Eu havia apoiado minha cabeça em seu peito quando disse isso. Noah sorriu. Eu não podia ver, mas sabia que ele estava sorrindo.

Afastou-me de novo. Não muito, os seus braços ainda estavam ao redor do meu corpo. Foi só o suficiente para ele ficar meio sentado, olhando para meu rosto.

— Sou o cara do quarto ao lado, extremamente inteligente e generoso — falou, com um sorriso torto, fazendo-me gargalhar alto em resposta. — E que tem exatamente o remédio para a sua doença.

Sentindo-me leve e bem como não me sentia há um minuto, nem me aprofundei no estranho fato de me sentir cômoda e momentaneamente feliz nos braços de Noah. Aspirei seu cheiro de balas de canela e calor, sabendo que eu não devia achá-lo tão apelativo, mas não conseguindo evitar. Não queria pensar no porquê parecia bom, só queria aproveitar enquanto era bom.

— Certo, e que remédio seria esse?

Noah de soltou rapidamente de mim e se levantou, o que me fez sentir estranhamente sozinha. Ele me mandou esperar e saiu do quarto. Não demorou muito para voltar, mas os segundos que eu passei sem vê-lo e com apenas o fantasma das suas mãos quentes em minha pele foram, de algum modo, longos.

— Não precisa agradecer, eu disse que era generoso — falou ao aparecer sorridente na porta do meu quarto. Em uma de suas mãos havia duas garrafas de cerveja e na outra, o seu tão precioso binóculo. — E acho que já deixamos nossos vizinhos sozinhos por tempo demais.

Eu não tinha nem palavras para descrever o quanto a perspectiva de passar a noite bebendo e vendo os dramas do prédio da frente eram atraentes para mim. Definitivamente, havia algo de errado comigo. Comigo e com Noah. Aquilo não podia ser normal, certo?

Mas por que ser normal e triste quando podíamos ser felizes stalkers?
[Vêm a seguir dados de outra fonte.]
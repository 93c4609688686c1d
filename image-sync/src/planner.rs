// This Source Code Form is subject to the terms of the Mozilla Public
// License, v. 2.0. If a copy of the MPL was not distributed with this
// file, You can obtain one at https://mozilla.org/MPL/2.0/.

//! Decides which region downloads which file from where.
//!
//! Planning is a pure function of the current inventory so the
//! orchestrator can re-plan after every state change; randomness comes
//! in through the caller's RNG, which tests seed deterministically.

use image_common::MAX_SOURCES;
use image_common::ResourceDownloadParam;
use rand::Rng;
use rand::seq::SliceRandom;
use serde::Deserialize;
use serde::Serialize;
use slog::Logger;
use slog::warn;
use std::collections::BTreeMap;
use std::collections::BTreeSet;

/// One download to run in one region.
#[derive(Debug, Clone, Serialize, Deserialize)]
pub struct FetchJob {
    pub region: String,
    pub param: ResourceDownloadParam,
}

/// The planner's output: upstream fetches to run first, then
/// region-to-region copies.
#[derive(Debug, Clone, Default, Serialize, Deserialize)]
pub struct SyncPlan {
    /// Files no region holds yet; one elected region fetches each from
    /// its upstream source, through the proxy if one is configured.
    pub upstream_jobs: Vec<FetchJob>,
    /// Files some region already holds; every region still missing them
    /// copies from the holders, never through the proxy.
    pub sync_jobs: Vec<FetchJob>,
}

impl SyncPlan {
    pub fn is_empty(&self) -> bool {
        self.upstream_jobs.is_empty() && self.sync_jobs.is_empty()
    }
}

/// Plans one round of downloads.
///
/// `endpoints` maps each region to the base URLs its file service
/// answers on; `holders` maps a file's digest to the regions holding a
/// valid copy.  A region never appears in the source list of its own
/// job, and peer source lists are capped at [`MAX_SOURCES`] entries
/// picked at random.
pub fn plan_sync<R: Rng + ?Sized>(
    log: &Logger,
    rng: &mut R,
    resources: &[ResourceDownloadParam],
    endpoints: &BTreeMap<String, Vec<String>>,
    holders: &BTreeMap<String, BTreeSet<String>>,
    http_proxy: Option<&str>,
) -> SyncPlan {
    let mut plan = SyncPlan::default();
    let regions: Vec<&String> = endpoints.keys().collect();

    for param in resources {
        let holding: Vec<&String> = holders
            .get(&param.sha256)
            .map(|held| {
                regions
                    .iter()
                    .copied()
                    .filter(|region| held.contains(*region))
                    .collect()
            })
            .unwrap_or_default();
        let missing: Vec<&String> = regions
            .iter()
            .copied()
            .filter(|region| !holding.contains(region))
            .collect();
        if missing.is_empty() {
            continue;
        }

        if holding.is_empty() {
            if param.source_list.is_empty() {
                warn!(
                    log,
                    "boot resource has no local copy and no upstream \
                     source";
                    "filename" => &param.filename_on_disk,
                );
                continue;
            }
            // Exactly one region talks upstream; the others copy from
            // it on the next round.
            let Some(elected) = regions.choose(rng) else {
                continue;
            };
            let mut param = param.clone();
            param.http_proxy = http_proxy.map(str::to_string);
            plan.upstream_jobs.push(FetchJob {
                region: (*elected).clone(),
                param,
            });
            continue;
        }

        let mut sources: Vec<String> = holding
            .iter()
            .flat_map(|region| {
                endpoints[*region].iter().map(|endpoint| {
                    format!("{endpoint}{}/", param.filename_on_disk)
                })
            })
            .collect();
        sources.shuffle(rng);
        sources.truncate(MAX_SOURCES);

        for region in missing {
            let mut param = param.clone();
            param.source_list = sources.clone();
            param.http_proxy = None;
            plan.sync_jobs
                .push(FetchJob { region: region.clone(), param });
        }
    }
    plan
}

#[cfg(test)]
mod tests {
    use super::*;
    use image_test_utils::dev::test_setup_log;
    use rand::SeedableRng;
    use rand::rngs::StdRng;

    fn param(seed: u8, upstream: bool) -> ResourceDownloadParam {
        let sha256 = hex::encode([seed; 32]);
        let filename_on_disk = sha256[..7].to_string();
        ResourceDownloadParam {
            rfile_ids: vec![seed as i64],
            source_list: if upstream {
                vec![format!("http://upstream/{filename_on_disk}")]
            } else {
                vec![]
            },
            sha256,
            filename_on_disk,
            total_size: 1024,
            extract_paths: vec![],
            http_proxy: None,
        }
    }

    fn endpoints(regions: &[&str]) -> BTreeMap<String, Vec<String>> {
        regions
            .iter()
            .map(|region| {
                (
                    region.to_string(),
                    vec![format!("http://{region}:5248/images/")],
                )
            })
            .collect()
    }

    fn holders(
        entries: &[(&ResourceDownloadParam, &[&str])],
    ) -> BTreeMap<String, BTreeSet<String>> {
        entries
            .iter()
            .map(|(param, regions)| {
                (
                    param.sha256.clone(),
                    regions.iter().map(|r| r.to_string()).collect(),
                )
            })
            .collect()
    }

    #[test]
    fn held_files_fan_out_to_missing_regions_only() {
        let logctx =
            test_setup_log("held_files_fan_out_to_missing_regions_only");
        let mut rng = StdRng::seed_from_u64(7);
        let file = param(1, true);
        let endpoints = endpoints(&["r1", "r2", "r3"]);
        let holders = holders(&[(&file, &["r1"])]);

        let plan = plan_sync(
            &logctx.log,
            &mut rng,
            &[file.clone()],
            &endpoints,
            &holders,
            None,
        );
        assert!(plan.upstream_jobs.is_empty());
        assert_eq!(plan.sync_jobs.len(), 2);
        for job in &plan.sync_jobs {
            assert_ne!(job.region, "r1");
            assert_eq!(
                job.param.source_list,
                vec![format!(
                    "http://r1:5248/images/{}/",
                    file.filename_on_disk
                )]
            );
            assert_eq!(job.param.http_proxy, None);
        }
        logctx.cleanup_successful();
    }

    #[test]
    fn regions_never_source_from_themselves() {
        let logctx =
            test_setup_log("regions_never_source_from_themselves");
        let file = param(2, true);
        let regions = ["r1", "r2", "r3", "r4"];
        let endpoints = endpoints(&regions);
        let holders = holders(&[(&file, &["r2", "r4"])]);

        for seed in 0..32 {
            let mut rng = StdRng::seed_from_u64(seed);
            let plan = plan_sync(
                &logctx.log,
                &mut rng,
                &[file.clone()],
                &endpoints,
                &holders,
                None,
            );
            for job in &plan.sync_jobs {
                let own_host = format!("http://{}:", job.region);
                assert!(
                    job.param
                        .source_list
                        .iter()
                        .all(|src| !src.starts_with(&own_host)),
                    "region {} offered itself as a source",
                    job.region
                );
            }
        }
        logctx.cleanup_successful();
    }

    #[test]
    fn peer_source_lists_are_capped() {
        let logctx = test_setup_log("peer_source_lists_are_capped");
        let mut rng = StdRng::seed_from_u64(7);
        let file = param(3, true);
        let regions: Vec<String> =
            (1..=9).map(|i| format!("r{i}")).collect();
        let names: Vec<&str> =
            regions.iter().map(String::as_str).collect();
        let endpoints = endpoints(&names);
        let holding: Vec<&str> = names[..8].to_vec();
        let holders = holders(&[(&file, &holding)]);

        let plan = plan_sync(
            &logctx.log,
            &mut rng,
            &[file],
            &endpoints,
            &holders,
            None,
        );
        assert_eq!(plan.sync_jobs.len(), 1);
        assert_eq!(plan.sync_jobs[0].param.source_list.len(), MAX_SOURCES);
        logctx.cleanup_successful();
    }

    #[test]
    fn unheld_files_go_upstream_through_the_proxy() {
        let logctx =
            test_setup_log("unheld_files_go_upstream_through_the_proxy");
        let mut rng = StdRng::seed_from_u64(7);
        let file = param(4, true);
        let endpoints = endpoints(&["r1", "r2"]);
        let holders = holders(&[]);

        let plan = plan_sync(
            &logctx.log,
            &mut rng,
            &[file.clone()],
            &endpoints,
            &holders,
            Some("http://proxy:3128"),
        );
        assert!(plan.sync_jobs.is_empty());
        assert_eq!(plan.upstream_jobs.len(), 1);
        let job = &plan.upstream_jobs[0];
        assert!(["r1", "r2"].contains(&job.region.as_str()));
        assert_eq!(job.param.source_list, file.source_list);
        assert_eq!(
            job.param.http_proxy.as_deref(),
            Some("http://proxy:3128")
        );
        logctx.cleanup_successful();
    }

    #[test]
    fn fully_synced_resources_produce_no_jobs() {
        let logctx =
            test_setup_log("fully_synced_resources_produce_no_jobs");
        let mut rng = StdRng::seed_from_u64(7);
        let file = param(5, true);
        let endpoints = endpoints(&["r1", "r2"]);
        let holders = holders(&[(&file, &["r1", "r2"])]);

        let plan = plan_sync(
            &logctx.log,
            &mut rng,
            &[file],
            &endpoints,
            &holders,
            None,
        );
        assert!(plan.is_empty());
        logctx.cleanup_successful();
    }

    #[test]
    fn orphaned_files_without_upstream_are_skipped() {
        let logctx =
            test_setup_log("orphaned_files_without_upstream_are_skipped");
        let mut rng = StdRng::seed_from_u64(7);
        // An uploaded file lost from every region has nowhere to come
        // from; the planner leaves it for the operator.
        let file = param(6, false);
        let endpoints = endpoints(&["r1", "r2"]);
        let holders = holders(&[]);

        let plan = plan_sync(
            &logctx.log,
            &mut rng,
            &[file],
            &endpoints,
            &holders,
            None,
        );
        assert!(plan.is_empty());
        logctx.cleanup_successful();
    }
}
Levantei-me, secando os últimos vestígios das lágrimas que pareciam ter sido derramadas há séculos. Sorri e me apoiei na cabeceira da cama, enrolando uma mecha do meu cabelo curto no dedo, fazendo o sorriso de Noah hesitar um pouquinho.

— Eu poderia pedir você em casamento agora mesmo — falei sem pensar e foi a vez dele soltar uma gargalhada alta.

Entrou no quarto e me entregou uma cerveja, seus dedos roçando levemente nos meus.

— Eu poderia aceitar.

Ainda rindo, pegamos um cobertor e fomos para a sala escura, exceto pela luz da TV, que Noah desligou. Então nos encolhemos perto da janela, bebendo e revezando o tempo com o binóculo. Oh, que saudade da Joker, a adolescente mais rebelde do bairro!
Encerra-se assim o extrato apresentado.